### Exercise requirements
Looking at the records below, count how many lines contain the string "MechResult". Give that number alone.

[Stored items]
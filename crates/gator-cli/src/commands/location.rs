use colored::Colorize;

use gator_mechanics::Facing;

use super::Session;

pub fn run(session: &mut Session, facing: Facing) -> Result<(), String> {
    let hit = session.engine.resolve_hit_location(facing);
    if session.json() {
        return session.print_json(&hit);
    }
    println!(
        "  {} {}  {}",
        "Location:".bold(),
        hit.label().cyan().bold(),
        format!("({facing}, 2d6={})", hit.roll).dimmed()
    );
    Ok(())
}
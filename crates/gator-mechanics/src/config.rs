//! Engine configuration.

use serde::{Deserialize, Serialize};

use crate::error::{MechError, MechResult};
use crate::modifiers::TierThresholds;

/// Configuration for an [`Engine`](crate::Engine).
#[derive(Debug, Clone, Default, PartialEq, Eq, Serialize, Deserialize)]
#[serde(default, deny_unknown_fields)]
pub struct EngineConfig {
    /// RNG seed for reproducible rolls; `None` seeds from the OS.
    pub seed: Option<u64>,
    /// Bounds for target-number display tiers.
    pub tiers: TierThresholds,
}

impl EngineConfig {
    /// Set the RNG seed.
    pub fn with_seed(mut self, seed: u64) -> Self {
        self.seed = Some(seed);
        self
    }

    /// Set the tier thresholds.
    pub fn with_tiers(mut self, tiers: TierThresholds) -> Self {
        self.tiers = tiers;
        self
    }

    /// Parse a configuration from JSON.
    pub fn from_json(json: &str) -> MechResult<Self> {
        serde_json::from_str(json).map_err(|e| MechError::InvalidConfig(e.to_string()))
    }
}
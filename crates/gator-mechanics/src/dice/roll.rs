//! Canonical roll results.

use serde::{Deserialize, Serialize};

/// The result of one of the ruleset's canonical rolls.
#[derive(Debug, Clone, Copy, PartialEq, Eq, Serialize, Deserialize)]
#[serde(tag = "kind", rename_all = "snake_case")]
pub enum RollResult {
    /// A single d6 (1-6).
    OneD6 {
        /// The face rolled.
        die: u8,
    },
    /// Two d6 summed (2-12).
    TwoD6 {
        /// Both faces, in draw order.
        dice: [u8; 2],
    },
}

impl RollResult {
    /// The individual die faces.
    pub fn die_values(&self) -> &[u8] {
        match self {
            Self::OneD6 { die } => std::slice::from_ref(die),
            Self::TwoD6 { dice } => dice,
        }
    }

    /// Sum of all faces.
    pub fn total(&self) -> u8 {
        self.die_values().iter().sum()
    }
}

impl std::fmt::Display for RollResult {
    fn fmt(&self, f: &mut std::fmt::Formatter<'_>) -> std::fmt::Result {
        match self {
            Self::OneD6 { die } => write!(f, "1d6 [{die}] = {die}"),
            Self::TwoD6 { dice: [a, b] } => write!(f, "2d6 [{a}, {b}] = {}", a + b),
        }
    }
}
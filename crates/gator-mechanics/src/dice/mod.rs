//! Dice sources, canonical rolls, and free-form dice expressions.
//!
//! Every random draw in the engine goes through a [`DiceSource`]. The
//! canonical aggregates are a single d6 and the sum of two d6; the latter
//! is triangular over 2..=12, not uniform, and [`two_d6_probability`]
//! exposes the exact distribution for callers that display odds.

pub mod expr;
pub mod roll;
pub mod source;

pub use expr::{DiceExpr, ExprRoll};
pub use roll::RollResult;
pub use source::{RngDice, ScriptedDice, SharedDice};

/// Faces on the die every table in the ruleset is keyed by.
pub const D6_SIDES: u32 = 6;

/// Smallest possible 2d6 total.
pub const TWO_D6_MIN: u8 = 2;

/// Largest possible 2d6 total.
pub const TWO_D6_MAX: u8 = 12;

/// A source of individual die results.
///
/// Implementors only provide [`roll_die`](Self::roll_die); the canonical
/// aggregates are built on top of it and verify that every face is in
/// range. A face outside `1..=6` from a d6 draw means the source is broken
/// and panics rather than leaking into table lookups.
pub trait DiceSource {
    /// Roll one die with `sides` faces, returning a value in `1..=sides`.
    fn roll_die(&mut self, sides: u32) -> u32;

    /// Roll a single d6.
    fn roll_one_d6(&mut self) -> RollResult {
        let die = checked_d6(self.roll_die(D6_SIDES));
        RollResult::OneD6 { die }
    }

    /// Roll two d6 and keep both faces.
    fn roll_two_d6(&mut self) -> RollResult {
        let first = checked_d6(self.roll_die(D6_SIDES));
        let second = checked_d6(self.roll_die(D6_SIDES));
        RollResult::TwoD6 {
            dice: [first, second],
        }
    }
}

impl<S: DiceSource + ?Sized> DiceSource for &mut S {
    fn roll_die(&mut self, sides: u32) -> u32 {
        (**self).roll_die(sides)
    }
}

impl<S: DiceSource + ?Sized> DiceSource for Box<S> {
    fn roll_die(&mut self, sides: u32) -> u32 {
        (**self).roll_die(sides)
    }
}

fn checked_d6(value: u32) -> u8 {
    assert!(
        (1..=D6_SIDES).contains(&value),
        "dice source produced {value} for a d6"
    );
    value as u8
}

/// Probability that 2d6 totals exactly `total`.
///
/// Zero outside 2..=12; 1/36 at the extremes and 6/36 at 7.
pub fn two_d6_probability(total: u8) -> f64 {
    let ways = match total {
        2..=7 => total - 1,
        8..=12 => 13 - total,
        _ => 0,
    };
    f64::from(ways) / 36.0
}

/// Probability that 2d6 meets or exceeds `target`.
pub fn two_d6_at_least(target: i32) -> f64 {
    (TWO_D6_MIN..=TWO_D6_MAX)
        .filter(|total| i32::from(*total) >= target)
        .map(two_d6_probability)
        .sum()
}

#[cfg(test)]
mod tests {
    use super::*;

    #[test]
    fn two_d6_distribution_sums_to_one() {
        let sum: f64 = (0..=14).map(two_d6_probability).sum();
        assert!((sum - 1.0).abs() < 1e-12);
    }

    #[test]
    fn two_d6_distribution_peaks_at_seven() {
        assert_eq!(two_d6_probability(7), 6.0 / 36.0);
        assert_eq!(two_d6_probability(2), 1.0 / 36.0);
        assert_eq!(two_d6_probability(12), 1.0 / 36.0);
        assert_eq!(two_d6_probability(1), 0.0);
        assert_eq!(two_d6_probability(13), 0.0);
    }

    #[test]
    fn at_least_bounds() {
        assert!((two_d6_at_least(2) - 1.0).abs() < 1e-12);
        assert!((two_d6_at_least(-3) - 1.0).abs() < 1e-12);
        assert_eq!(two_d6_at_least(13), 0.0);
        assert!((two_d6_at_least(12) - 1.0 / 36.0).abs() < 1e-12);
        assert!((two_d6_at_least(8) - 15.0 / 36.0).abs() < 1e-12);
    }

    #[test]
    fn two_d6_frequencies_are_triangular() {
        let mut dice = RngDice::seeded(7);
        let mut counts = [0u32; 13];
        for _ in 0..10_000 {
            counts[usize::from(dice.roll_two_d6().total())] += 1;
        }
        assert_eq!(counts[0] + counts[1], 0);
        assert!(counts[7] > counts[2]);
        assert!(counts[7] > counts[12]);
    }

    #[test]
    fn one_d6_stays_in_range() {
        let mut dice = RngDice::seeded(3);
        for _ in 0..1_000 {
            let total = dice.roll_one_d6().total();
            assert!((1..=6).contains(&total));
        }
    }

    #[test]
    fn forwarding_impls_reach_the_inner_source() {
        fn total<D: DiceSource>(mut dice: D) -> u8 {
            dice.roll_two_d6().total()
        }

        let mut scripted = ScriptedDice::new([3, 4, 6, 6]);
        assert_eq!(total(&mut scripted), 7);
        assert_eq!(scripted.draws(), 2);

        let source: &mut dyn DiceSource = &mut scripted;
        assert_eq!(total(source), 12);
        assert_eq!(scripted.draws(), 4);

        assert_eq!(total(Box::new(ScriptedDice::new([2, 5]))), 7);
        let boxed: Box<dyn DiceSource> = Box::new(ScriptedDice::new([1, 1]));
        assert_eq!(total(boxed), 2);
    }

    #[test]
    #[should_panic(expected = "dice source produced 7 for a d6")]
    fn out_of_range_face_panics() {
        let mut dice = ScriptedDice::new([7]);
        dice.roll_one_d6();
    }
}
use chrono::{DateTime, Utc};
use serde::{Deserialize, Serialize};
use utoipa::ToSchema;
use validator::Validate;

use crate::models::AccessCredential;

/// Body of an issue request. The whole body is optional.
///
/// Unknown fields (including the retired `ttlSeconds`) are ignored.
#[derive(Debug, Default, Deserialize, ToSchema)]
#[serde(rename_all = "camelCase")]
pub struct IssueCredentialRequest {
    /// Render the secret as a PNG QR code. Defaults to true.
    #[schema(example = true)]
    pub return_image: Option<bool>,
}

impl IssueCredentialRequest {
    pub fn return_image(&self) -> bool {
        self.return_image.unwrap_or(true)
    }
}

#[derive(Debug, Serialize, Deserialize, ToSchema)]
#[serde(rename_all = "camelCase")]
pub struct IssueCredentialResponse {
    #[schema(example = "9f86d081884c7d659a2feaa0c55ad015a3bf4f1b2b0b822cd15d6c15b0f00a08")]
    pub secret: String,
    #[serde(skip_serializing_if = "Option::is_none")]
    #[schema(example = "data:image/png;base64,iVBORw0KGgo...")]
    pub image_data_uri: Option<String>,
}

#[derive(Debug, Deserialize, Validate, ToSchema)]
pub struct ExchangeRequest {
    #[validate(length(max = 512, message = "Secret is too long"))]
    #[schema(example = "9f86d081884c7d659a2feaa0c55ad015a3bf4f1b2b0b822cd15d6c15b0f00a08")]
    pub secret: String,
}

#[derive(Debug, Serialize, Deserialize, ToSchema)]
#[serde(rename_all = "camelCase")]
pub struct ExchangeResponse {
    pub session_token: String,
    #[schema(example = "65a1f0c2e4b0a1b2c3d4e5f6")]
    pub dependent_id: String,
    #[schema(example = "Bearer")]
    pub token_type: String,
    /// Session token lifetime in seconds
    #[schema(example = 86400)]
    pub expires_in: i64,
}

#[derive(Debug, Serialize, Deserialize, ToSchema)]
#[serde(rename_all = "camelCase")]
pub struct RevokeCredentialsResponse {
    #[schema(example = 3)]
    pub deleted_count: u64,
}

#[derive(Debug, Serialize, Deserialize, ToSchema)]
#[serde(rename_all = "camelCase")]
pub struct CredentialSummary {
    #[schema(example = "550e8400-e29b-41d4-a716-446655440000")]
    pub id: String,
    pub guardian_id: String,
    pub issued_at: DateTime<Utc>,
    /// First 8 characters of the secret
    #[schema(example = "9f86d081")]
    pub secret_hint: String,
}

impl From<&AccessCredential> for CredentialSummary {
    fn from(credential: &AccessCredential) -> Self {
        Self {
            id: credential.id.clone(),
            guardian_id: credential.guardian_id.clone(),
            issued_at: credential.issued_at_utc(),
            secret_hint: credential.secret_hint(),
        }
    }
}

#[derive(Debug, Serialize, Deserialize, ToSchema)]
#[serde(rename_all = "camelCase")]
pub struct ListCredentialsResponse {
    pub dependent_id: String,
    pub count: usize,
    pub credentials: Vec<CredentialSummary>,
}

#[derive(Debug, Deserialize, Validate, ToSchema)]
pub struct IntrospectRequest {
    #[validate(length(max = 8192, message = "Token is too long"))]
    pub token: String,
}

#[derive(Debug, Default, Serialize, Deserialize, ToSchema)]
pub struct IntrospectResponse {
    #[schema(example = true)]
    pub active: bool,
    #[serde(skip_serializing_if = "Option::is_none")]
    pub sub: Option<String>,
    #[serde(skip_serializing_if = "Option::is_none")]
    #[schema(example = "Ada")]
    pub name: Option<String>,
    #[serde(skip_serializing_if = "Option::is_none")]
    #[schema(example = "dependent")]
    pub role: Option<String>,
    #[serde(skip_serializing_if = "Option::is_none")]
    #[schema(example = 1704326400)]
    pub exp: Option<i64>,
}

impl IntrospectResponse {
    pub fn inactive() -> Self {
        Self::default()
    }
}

--

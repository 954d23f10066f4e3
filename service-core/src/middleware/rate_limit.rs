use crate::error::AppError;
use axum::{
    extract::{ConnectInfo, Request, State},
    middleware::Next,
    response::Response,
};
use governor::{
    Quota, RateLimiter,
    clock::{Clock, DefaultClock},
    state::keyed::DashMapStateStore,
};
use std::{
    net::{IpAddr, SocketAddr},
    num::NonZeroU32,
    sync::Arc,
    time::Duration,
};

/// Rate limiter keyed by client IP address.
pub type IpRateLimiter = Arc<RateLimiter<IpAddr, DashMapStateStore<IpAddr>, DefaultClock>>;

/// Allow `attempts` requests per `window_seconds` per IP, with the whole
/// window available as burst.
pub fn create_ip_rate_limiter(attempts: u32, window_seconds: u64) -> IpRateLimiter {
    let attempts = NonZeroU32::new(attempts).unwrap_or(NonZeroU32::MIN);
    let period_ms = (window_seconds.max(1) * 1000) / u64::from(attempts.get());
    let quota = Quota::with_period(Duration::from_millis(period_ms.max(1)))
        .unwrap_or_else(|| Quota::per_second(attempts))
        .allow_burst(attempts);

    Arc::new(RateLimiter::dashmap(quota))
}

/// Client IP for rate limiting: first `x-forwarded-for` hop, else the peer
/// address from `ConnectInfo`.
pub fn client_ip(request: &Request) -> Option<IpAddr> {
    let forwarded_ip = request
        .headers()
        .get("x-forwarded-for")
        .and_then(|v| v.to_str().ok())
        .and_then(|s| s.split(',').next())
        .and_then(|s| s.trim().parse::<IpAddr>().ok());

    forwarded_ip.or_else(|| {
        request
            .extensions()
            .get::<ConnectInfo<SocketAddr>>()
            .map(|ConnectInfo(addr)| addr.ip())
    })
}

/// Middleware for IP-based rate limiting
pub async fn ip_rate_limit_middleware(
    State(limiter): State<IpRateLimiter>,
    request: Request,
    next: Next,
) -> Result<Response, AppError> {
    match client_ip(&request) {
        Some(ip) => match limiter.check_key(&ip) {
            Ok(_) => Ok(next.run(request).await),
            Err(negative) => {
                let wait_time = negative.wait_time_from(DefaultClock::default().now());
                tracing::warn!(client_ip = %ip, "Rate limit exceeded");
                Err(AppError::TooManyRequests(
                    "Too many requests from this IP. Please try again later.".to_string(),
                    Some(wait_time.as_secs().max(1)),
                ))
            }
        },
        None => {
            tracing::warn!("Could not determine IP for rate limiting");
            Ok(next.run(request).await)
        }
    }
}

...

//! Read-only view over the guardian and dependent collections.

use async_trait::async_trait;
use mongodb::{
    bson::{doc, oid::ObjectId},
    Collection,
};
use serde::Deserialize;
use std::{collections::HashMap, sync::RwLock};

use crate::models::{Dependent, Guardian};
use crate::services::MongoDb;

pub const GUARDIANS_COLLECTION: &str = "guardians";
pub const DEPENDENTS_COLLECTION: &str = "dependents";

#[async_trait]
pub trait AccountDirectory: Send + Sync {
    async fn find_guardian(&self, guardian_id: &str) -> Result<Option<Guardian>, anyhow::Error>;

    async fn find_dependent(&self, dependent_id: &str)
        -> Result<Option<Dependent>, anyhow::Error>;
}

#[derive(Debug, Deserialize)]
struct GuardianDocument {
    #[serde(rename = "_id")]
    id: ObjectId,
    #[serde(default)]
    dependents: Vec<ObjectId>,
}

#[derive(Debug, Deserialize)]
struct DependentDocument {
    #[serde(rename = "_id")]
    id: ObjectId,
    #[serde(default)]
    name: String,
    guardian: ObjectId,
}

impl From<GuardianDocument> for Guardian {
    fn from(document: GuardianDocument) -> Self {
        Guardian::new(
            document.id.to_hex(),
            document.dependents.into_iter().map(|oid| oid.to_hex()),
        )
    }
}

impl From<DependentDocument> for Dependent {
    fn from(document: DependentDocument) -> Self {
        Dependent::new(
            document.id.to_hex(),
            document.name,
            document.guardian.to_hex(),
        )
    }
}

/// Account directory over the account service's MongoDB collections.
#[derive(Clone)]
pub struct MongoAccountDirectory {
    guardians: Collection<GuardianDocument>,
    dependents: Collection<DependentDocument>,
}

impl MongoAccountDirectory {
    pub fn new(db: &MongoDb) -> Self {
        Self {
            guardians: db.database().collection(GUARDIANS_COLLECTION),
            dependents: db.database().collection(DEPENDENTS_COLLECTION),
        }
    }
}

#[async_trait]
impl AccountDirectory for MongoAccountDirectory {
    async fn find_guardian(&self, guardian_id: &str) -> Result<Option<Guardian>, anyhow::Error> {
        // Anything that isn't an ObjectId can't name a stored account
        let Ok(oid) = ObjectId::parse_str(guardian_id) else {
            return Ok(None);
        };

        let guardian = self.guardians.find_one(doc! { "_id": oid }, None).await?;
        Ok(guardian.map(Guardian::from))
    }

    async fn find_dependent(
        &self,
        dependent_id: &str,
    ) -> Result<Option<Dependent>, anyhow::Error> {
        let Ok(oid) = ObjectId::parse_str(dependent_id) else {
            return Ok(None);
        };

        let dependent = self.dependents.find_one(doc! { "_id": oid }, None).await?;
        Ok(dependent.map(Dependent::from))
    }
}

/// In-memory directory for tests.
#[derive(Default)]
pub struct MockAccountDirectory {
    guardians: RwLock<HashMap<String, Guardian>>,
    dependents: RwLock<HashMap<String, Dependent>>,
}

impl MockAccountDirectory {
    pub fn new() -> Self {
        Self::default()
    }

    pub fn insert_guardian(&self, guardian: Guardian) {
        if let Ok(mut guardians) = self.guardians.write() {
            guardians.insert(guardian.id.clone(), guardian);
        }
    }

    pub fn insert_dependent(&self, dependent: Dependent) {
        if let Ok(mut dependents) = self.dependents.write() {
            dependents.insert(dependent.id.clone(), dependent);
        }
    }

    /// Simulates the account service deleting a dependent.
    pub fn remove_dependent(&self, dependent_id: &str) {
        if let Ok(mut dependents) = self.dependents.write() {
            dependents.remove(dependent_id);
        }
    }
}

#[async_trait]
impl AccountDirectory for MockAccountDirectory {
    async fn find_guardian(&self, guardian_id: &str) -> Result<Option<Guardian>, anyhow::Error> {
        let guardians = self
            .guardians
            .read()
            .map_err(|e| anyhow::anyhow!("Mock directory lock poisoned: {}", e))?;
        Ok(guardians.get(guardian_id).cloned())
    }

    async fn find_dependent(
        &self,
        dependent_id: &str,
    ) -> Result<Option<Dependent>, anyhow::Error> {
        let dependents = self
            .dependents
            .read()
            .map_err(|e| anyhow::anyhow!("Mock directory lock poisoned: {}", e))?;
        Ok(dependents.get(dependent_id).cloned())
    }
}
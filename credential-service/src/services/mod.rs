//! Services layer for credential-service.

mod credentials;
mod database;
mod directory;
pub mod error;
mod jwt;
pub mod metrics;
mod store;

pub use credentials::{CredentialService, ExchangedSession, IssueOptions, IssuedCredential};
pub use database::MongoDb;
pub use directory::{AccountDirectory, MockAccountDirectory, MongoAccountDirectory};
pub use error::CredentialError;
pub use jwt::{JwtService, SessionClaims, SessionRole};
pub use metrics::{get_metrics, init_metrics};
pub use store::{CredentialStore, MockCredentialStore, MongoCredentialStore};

### Result of this exercise
2